The making of a champion called Sachin Tendulkar.
December 1989, Pakistan. It was the fourth Test match of the India – Pakistan series. Just the fourth Test of Sachin’s career.
Making his debut at sixteen, the cherub-faced, fuzzy haired Sachin had already won admirers, being widely seen as a precocious talent. However, several young stars had sparkled briefly in India’s cricketing firmaments and then, almost as suddenly faded away-a gross injustice to their enormous talents. Let down on the long highway to success by a faltering mental make-up, that didn’t quite back up their reserves of talent. Would Sachin go the same way? Was he being blooded too early for his own good?
The series was level 0-0 after three Tests. Despite conceding a first innings lead of 65 in the fourth Test, Pakistan hit back strongly through blistering spells from Waqar Younis and Wasim Akram, reducing India to 38 runs for 4 wickets in their second innings. India was suddenly staring at defeat, with which then would lose the series too.
In walked Sachin to join Sidhu. Experienced pros like Sanjay Manjrekar and Kris Srikkanth, Mohammad Azharuddin and Ravi Shastri had found the pak attack too hot to handle and were back in the pavilion. How would the new kid on the block cope?

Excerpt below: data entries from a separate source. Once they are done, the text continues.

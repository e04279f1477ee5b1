use std::fs;
use std::path::{Path, PathBuf};

use tracing::{error, info};

use crate::adapters::object_store::ObjectStore;
use crate::error::DeployError;
use crate::runtime::object_keys::{content_type_for, object_key};

/// Upper bound of keys per delete request accepted by the storage API.
pub const DELETE_BATCH_SIZE: usize = 1_000;

#[derive(Debug, Clone, PartialEq, Eq)]
pub struct UploadedObject {
    pub key: String,
    pub content_type: String,
}

/// Deletes every object in `bucket`. An empty bucket is a no-op.
pub fn clean_bucket(store: &dyn ObjectStore, bucket: &str) -> Result<usize, DeployError> {
    let mut keys = Vec::new();
    let mut continuation_token: Option<String> = None;
    loop {
        let page = store
            .list_objects(bucket, continuation_token.as_deref())
            .map_err(|error| DeployError::Upload(format!("failed to list {bucket}: {error}")))?;
        keys.extend(page.keys);
        match page.next_token {
            Some(token) => continuation_token = Some(token),
            None => break,
        }
    }

    for batch in keys.chunks(DELETE_BATCH_SIZE) {
        store
            .delete_objects(bucket, batch)
            .map_err(|error| {
                DeployError::Upload(format!("failed to delete from {bucket}: {error}"))
            })?;
    }

    info!(
        component = "bucket_publisher",
        event = "bucket_cleaned",
        bucket,
        deleted = keys.len(),
    );
    Ok(keys.len())
}

/// Uploads every regular file under `root_dir`, keyed by its relative path
/// under `prefix`. A failed file does not stop its siblings, but any failure
/// fails the call.
pub fn upload_all(
    store: &dyn ObjectStore,
    bucket: &str,
    root_dir: &Path,
    prefix: &str,
) -> Result<Vec<UploadedObject>, DeployError> {
    let files = collect_files(root_dir).map_err(|error| {
        DeployError::Upload(format!("failed to walk {}: {error}", root_dir.display()))
    })?;

    let mut uploaded = Vec::with_capacity(files.len());
    let mut failures = Vec::new();
    for path in &files {
        let Some(key) = path
            .strip_prefix(root_dir)
            .ok()
            .and_then(|relative| object_key(prefix, relative))
        else {
            failures.push(format!("{}: no object key", path.display()));
            continue;
        };
        let content_type = content_type_for(path);

        match store.put_file(bucket, &key, path, &content_type) {
            Ok(()) => uploaded.push(UploadedObject { key, content_type }),
            Err(message) => {
                error!(
                    component = "bucket_publisher",
                    event = "upload_failed",
                    bucket,
                    key = %key,
                    error = %message,
                );
                failures.push(format!("{key}: {message}"));
            }
        }
    }

    if let Some(first) = failures.first() {
        return Err(DeployError::Upload(format!(
            "{} of {} files failed to upload, first: {first}",
            failures.len(),
            files.len()
        )));
    }

    info!(
        component = "bucket_publisher",
        event = "upload_finished",
        bucket,
        objects = uploaded.len(),
    );
    Ok(uploaded)
}

/// Depth-first listing of regular files. Symlinks are not followed.
fn collect_files(dir: &Path) -> std::io::Result<Vec<PathBuf>> {
    let mut entries = fs::read_dir(dir)?.collect::<Result<Vec<_>, _>>()?;
    entries.sort_by_key(|entry| entry.file_name());

    let mut files = Vec::new();
    for entry in entries {
        let file_type = entry.file_type()?;
        let path = entry.path();
        if file_type.is_dir() {
            files.extend(collect_files(&path)?);
        } else if file_type.is_file() {
            files.push(path);
        }
    }
    Ok(files)
}
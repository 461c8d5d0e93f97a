//! Document model.
//!
//! A [`Document`] is an ordered list of [`Line`]s (one per paragraph or
//! line break), each holding the styled [`TextRun`]s added to it, plus the
//! info strings and the font and color tables. Layout fields on each line
//! are filled in by the reflow pass.

use super::engine::{CharacterOffsets, FontEngine};
use super::error::{RtfError, RtfResult};
use super::fonts::{ColorTable, FontEntry, FontId, FontTable};
use super::types::{CharacterFormat, ParagraphFormat};
use crate::common::Color;
use crate::common::unit::half_points_to_points;

/// A run of text sharing one realized font and color.
#[derive(Debug, Clone)]
pub struct TextRun {
    pub(super) text: String,
    pub(super) font: FontId,
    pub(super) color: Color,
    pub(super) tabs: u32,
    pub(super) offsets: CharacterOffsets,
    pub(super) line_height: i32,
    pub(super) format: CharacterFormat,
}

impl TextRun {
    #[inline]
    pub fn text(&self) -> &str {
        &self.text
    }

    #[inline]
    pub fn font(&self) -> FontId {
        self.font
    }

    #[inline]
    pub fn color(&self) -> Color {
        self.color
    }

    /// Tab stops to advance past before this run.
    #[inline]
    pub fn tabs(&self) -> u32 {
        self.tabs
    }

    #[inline]
    pub fn offsets(&self) -> &CharacterOffsets {
        &self.offsets
    }

    /// Native line height of the run's font, in pixels.
    #[inline]
    pub fn line_height(&self) -> i32 {
        self.line_height
    }

    /// Character format in effect when the run was added.
    #[inline]
    pub fn format(&self) -> &CharacterFormat {
        &self.format
    }

    /// Number of characters in the run.
    #[inline]
    pub fn char_count(&self) -> usize {
        self.offsets.len()
    }

    /// Text of characters `start..end`.
    pub fn slice(&self, start: usize, end: usize) -> &str {
        let bytes = &self.offsets.bytes;
        match (bytes.get(start), bytes.get(end)) {
            (Some(&from), Some(&to)) => self.text.get(from..to).unwrap_or(""),
            _ => "",
        }
    }
}

/// A positioned piece of a run produced by reflow.
///
/// `x` is relative to the left edge of the layout area, `y` to the top of
/// the line.
#[derive(Debug, Clone, Copy, PartialEq, Eq)]
pub struct Segment {
    /// Index of the run within its line
    pub run: usize,
    /// First character of the run covered
    pub start: usize,
    /// One past the last character covered
    pub end: usize,
    pub x: i32,
    pub y: i32,
}

/// Reflow results for one line.
#[derive(Debug, Clone, Default, PartialEq, Eq)]
pub(super) struct LineLayout {
    pub(super) width: i32,
    pub(super) height: i32,
    pub(super) segments: Vec<Segment>,
}

/// One paragraph or line-break-delimited line of text.
#[derive(Debug, Clone)]
pub struct Line {
    pub(super) paragraph: ParagraphFormat,
    pub(super) base_height: i32,
    pub(super) pending_tabs: u32,
    pub(super) runs: Vec<TextRun>,
    pub(super) layout: LineLayout,
}

impl Line {
    fn new(paragraph: ParagraphFormat, base_height: i32) -> Self {
        Self {
            paragraph,
            base_height,
            pending_tabs: 0,
            runs: Vec::new(),
            layout: LineLayout {
                height: base_height,
                ..LineLayout::default()
            },
        }
    }

    #[inline]
    pub fn paragraph(&self) -> &ParagraphFormat {
        &self.paragraph
    }

    #[inline]
    pub fn runs(&self) -> &[TextRun] {
        &self.runs
    }

    /// Line spacing of the font in effect when the line was opened.
    #[inline]
    pub fn base_height(&self) -> i32 {
        self.base_height
    }

    /// Widest row from the last reflow, in pixels.
    #[inline]
    pub fn width(&self) -> i32 {
        self.layout.width
    }

    /// Sum of row heights from the last reflow, in pixels.
    #[inline]
    pub fn height(&self) -> i32 {
        self.layout.height
    }

    #[inline]
    pub fn segments(&self) -> &[Segment] {
        &self.layout.segments
    }

    /// Text covered by a segment of this line.
    pub fn segment_text(&self, segment: &Segment) -> &str {
        self.runs
            .get(segment.run)
            .map(|run| run.slice(segment.start, segment.end))
            .unwrap_or("")
    }
}

/// `\info` strings.
#[derive(Debug, Clone, Default, PartialEq, Eq)]
pub struct DocumentInfo {
    pub title: String,
    pub subject: String,
    pub author: String,
}

/// Parsed document plus its cached layout.
#[derive(Debug)]
pub struct Document<F> {
    pub(super) lines: Vec<Line>,
    pub(super) info: DocumentInfo,
    pub(super) fonts: FontTable<F>,
    pub(super) colors: ColorTable,
    pub(super) default_font_size: i32,
    pub(super) layout_width: Option<i32>,
    pub(super) height: i32,
}

impl<F> Document<F> {
    pub fn new(default_font_size: i32) -> Self {
        Self {
            lines: Vec::new(),
            info: DocumentInfo::default(),
            fonts: FontTable::new(),
            colors: ColorTable::new(),
            default_font_size,
            layout_width: None,
            height: 0,
        }
    }

    #[inline]
    pub fn lines(&self) -> &[Line] {
        &self.lines
    }

    #[inline]
    pub fn info(&self) -> &DocumentInfo {
        &self.info
    }

    #[inline]
    pub fn fonts(&self) -> &FontTable<F> {
        &self.fonts
    }

    #[inline]
    pub fn colors(&self) -> &ColorTable {
        &self.colors
    }

    /// Width the current layout was computed for, if any.
    #[inline]
    pub fn layout_width(&self) -> Option<i32> {
        self.layout_width
    }

    pub(super) fn add_font(&mut self, entry: FontEntry) {
        self.fonts.add(entry);
    }

    pub(super) fn add_color(&mut self, color: Color) {
        self.colors.push(color);
    }

    pub(super) fn set_default_font_size(&mut self, half_points: i32) {
        self.default_font_size = half_points;
    }

    fn resolve_font<E>(&mut self, engine: &mut E, chp: &CharacterFormat) -> RtfResult<FontId>
    where
        E: FontEngine<Font = F>,
    {
        let half_points = if chp.font_size > 0 {
            chp.font_size
        } else {
            self.default_font_size
        };
        self.fonts.resolve(
            engine,
            chp.font,
            half_points_to_points(half_points),
            chp.font_style(),
        )
    }

    fn font_handle(&self, id: FontId) -> RtfResult<&F> {
        self.fonts.get(id).ok_or(RtfError::FontNotFound)
    }

    /// Start a new line with the current paragraph format.
    pub fn add_line<E>(
        &mut self,
        engine: &mut E,
        chp: &CharacterFormat,
        pap: &ParagraphFormat,
    ) -> RtfResult<()>
    where
        E: FontEngine<Font = F>,
    {
        let id = self.resolve_font(engine, chp)?;
        let base_height = engine.line_spacing(self.font_handle(id)?);
        log::debug!("line {} added", self.lines.len());
        self.lines.push(Line::new(*pap, base_height));
        self.layout_width = None;
        Ok(())
    }

    /// Make sure a line is open to receive text.
    pub fn ensure_line<E>(
        &mut self,
        engine: &mut E,
        chp: &CharacterFormat,
        pap: &ParagraphFormat,
    ) -> RtfResult<()>
    where
        E: FontEngine<Font = F>,
    {
        if self.lines.is_empty() {
            self.add_line(engine, chp, pap)?;
        }
        Ok(())
    }

    /// Append a run of `text` to the open line.
    pub fn add_text<E>(
        &mut self,
        engine: &mut E,
        text: &str,
        chp: &CharacterFormat,
        pap: &ParagraphFormat,
    ) -> RtfResult<()>
    where
        E: FontEngine<Font = F>,
    {
        let font = self.resolve_font(engine, chp)?;
        self.ensure_line(engine, chp, pap)?;

        let handle = self.font_handle(font)?;
        let offsets = engine.character_offsets(handle, text);
        if !offsets.is_valid_for(text) {
            log::warn!("font engine offsets do not match {text:?}");
            return Err(RtfError::InvalidOffsets);
        }
        let line_height = engine.line_spacing(handle);
        let color = self.colors.get(chp.fg_color);

        let Some(line) = self.lines.last_mut() else {
            return Ok(());
        };
        log::debug!("text run added: {text:?} ({} tabs)", line.pending_tabs);
        line.runs.push(TextRun {
            text: text.to_owned(),
            font,
            color,
            tabs: line.pending_tabs,
            offsets,
            line_height,
            format: *chp,
        });
        line.paragraph = *pap;
        line.pending_tabs = 0;
        self.layout_width = None;
        Ok(())
    }

    /// Count a tab before the next run on the open line.
    pub fn add_tab<E>(
        &mut self,
        engine: &mut E,
        chp: &CharacterFormat,
        pap: &ParagraphFormat,
    ) -> RtfResult<()>
    where
        E: FontEngine<Font = F>,
    {
        self.ensure_line(engine, chp, pap)?;
        if let Some(line) = self.lines.last_mut() {
            line.pending_tabs += 1;
        }
        Ok(())
    }

    /// Set one of the `\info` strings.
    pub(super) fn set_info(&mut self, field: InfoField, text: String) {
        log::debug!("{field:?} = {text:?}");
        match field {
            InfoField::Title => self.info.title = text,
            InfoField::Subject => self.info.subject = text,
            InfoField::Author => self.info.author = text,
        }
    }

    /// Remove all content, releasing every realized font through `engine`.
    pub fn clear<E>(&mut self, engine: &mut E)
    where
        E: FontEngine<Font = F>,
    {
        self.lines.clear();
        self.info = DocumentInfo::default();
        self.fonts.clear(engine);
        self.colors.clear();
        self.layout_width = None;
        self.height = 0;
    }
}

/// Which `\info` string a destination fills.
#[derive(Debug, Clone, Copy, PartialEq, Eq)]
pub(super) enum InfoField {
    Title,
    Subject,
    Author,
}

Waqar bowled a nasty bouncer that went smack on Sachin’s nose. The poor boy was that hit and his nose began to bleed profusely. It made for a sad sight on TV, and most woman watching were convinced that there ought to be a law to prevent a sixteen-year-old from being subjected to such brutality.
As the Indian team physiotherapist rushed to offer first-aid and the Pakistanis gathered to check out bloody sight, Sidhu recalls walking down to a shaken – and still bleeding – Sachin. As the physio tried to stop the bleeding, Sidhu suggested to Sachin that he should retire hurt and come out later. That would give him time to get his nose fixed, regain his composure and hopefully return to a less menacing attack. ‘Go take a break,’ said Sidhu. He feared this might just be the end of another promising career. ‘come in, I well attend to you’, said the helpful physio. But Sachin brushed them away, almost annoyed that they should even suggest that he walk away.
‘Main khelega!’ he said. ‘I will play’. And, in that movement, says Sidhu, a star was born. Those two words verbalized the fierce determination of a young man who wasn’t going to quit.
Sachin could have gone into the relative comfort of the dressing room but he didn’t. People watching would have understood but he knew his heart wouldn’t understand. The heat was on. India was in trouble. The pace attack had its tail up. The blood was staining his gloves, his shirt, his face, his spirit.
But the kid would have none of it. Main khelega it was. Sachin went on to score 57 runs and shared in the match saving 101-run partnership with Sidhu. With two words main khelega- talent transformed into genius, that day in Sialkot.
There will be times when the pressure mounts and you feel like throwing in the towel and calling it quits. That’s just the time when you need to put up yours hand and be counted. Time to say main khelega. I will play. What separates champions from mere mortals is not just talent. It’s attitude. It’s mental strength.